▶ Exercise brief
Below are some entries. Copy each line in them that holds "queued".

▶ Given information
*** Begin section ***

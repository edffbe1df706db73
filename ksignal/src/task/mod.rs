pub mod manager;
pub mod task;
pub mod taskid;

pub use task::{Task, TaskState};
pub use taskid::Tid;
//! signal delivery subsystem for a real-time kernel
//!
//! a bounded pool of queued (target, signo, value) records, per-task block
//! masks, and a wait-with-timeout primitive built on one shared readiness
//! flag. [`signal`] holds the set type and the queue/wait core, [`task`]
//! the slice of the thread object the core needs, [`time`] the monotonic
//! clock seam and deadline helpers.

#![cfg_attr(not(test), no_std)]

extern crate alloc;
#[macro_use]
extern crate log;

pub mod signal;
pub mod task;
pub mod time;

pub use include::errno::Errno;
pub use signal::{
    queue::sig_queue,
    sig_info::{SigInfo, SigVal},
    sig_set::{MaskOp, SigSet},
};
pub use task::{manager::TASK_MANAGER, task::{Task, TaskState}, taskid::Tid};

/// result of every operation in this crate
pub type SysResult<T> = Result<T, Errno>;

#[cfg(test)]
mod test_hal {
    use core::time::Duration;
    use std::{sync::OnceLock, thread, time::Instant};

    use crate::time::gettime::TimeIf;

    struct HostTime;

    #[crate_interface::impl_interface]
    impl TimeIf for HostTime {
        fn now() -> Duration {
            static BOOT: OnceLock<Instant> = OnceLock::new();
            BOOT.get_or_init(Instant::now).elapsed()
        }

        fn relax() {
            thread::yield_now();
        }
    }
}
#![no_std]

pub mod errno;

*** End section ***
*** Begin section ***

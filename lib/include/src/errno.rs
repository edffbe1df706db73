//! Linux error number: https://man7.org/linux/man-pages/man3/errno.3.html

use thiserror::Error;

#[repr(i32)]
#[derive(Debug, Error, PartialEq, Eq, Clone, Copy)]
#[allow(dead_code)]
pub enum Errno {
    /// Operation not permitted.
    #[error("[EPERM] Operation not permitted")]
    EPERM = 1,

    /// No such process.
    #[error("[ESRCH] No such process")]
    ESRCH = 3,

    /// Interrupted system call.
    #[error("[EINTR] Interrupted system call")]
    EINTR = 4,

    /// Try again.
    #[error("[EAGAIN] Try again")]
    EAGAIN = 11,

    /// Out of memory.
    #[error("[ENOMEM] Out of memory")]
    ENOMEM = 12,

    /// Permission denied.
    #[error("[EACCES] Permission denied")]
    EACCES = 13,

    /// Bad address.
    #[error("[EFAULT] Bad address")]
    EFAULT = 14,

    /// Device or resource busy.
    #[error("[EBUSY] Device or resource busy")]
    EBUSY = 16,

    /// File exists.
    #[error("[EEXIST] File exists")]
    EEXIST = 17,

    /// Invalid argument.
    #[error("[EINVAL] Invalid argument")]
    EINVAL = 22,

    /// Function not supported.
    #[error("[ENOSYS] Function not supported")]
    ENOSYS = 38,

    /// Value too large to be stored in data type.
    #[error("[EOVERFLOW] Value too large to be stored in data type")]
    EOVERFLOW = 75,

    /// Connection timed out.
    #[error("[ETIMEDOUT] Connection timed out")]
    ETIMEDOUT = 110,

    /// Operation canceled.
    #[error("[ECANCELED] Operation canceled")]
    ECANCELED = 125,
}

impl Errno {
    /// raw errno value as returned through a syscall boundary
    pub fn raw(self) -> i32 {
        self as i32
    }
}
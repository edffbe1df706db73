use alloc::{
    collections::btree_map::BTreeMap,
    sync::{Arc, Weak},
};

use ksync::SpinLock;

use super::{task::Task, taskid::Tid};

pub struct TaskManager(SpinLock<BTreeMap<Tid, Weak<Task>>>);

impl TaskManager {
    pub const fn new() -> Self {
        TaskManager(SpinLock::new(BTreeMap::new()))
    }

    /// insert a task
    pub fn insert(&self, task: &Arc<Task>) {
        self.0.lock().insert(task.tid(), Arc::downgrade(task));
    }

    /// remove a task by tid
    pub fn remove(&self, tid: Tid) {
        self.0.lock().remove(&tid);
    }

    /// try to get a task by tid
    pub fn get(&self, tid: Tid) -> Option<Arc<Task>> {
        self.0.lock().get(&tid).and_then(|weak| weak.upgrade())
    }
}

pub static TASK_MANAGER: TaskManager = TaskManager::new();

*** End section ***
*** Begin section ***

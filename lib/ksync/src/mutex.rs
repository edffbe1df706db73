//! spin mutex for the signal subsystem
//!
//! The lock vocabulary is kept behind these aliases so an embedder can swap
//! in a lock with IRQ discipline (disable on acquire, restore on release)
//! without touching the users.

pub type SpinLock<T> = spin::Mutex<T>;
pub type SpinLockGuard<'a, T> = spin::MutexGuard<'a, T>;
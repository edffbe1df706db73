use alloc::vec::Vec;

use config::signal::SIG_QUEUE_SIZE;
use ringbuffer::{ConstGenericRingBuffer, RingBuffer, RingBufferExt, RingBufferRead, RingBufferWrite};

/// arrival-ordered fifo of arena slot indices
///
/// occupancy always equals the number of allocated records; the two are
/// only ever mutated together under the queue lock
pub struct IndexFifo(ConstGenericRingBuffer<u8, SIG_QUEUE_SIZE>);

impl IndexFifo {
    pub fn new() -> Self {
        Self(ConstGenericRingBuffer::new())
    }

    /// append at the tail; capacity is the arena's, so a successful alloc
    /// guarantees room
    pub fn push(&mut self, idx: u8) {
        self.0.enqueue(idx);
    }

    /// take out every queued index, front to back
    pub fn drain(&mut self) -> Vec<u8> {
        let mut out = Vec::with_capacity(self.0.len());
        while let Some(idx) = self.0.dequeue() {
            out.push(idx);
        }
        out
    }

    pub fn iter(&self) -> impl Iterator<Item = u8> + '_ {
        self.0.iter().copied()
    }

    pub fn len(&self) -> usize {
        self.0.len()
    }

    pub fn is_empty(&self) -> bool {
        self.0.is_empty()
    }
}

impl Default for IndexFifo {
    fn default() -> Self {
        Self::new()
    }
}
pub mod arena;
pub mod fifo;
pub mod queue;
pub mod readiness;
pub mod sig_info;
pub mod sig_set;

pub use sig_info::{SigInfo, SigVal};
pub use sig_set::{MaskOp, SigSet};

*** End section ***

▶ Output for this task
//! a bounded pool of queued (target, signo, value) records, per-task block
    /// take out every queued index, front to back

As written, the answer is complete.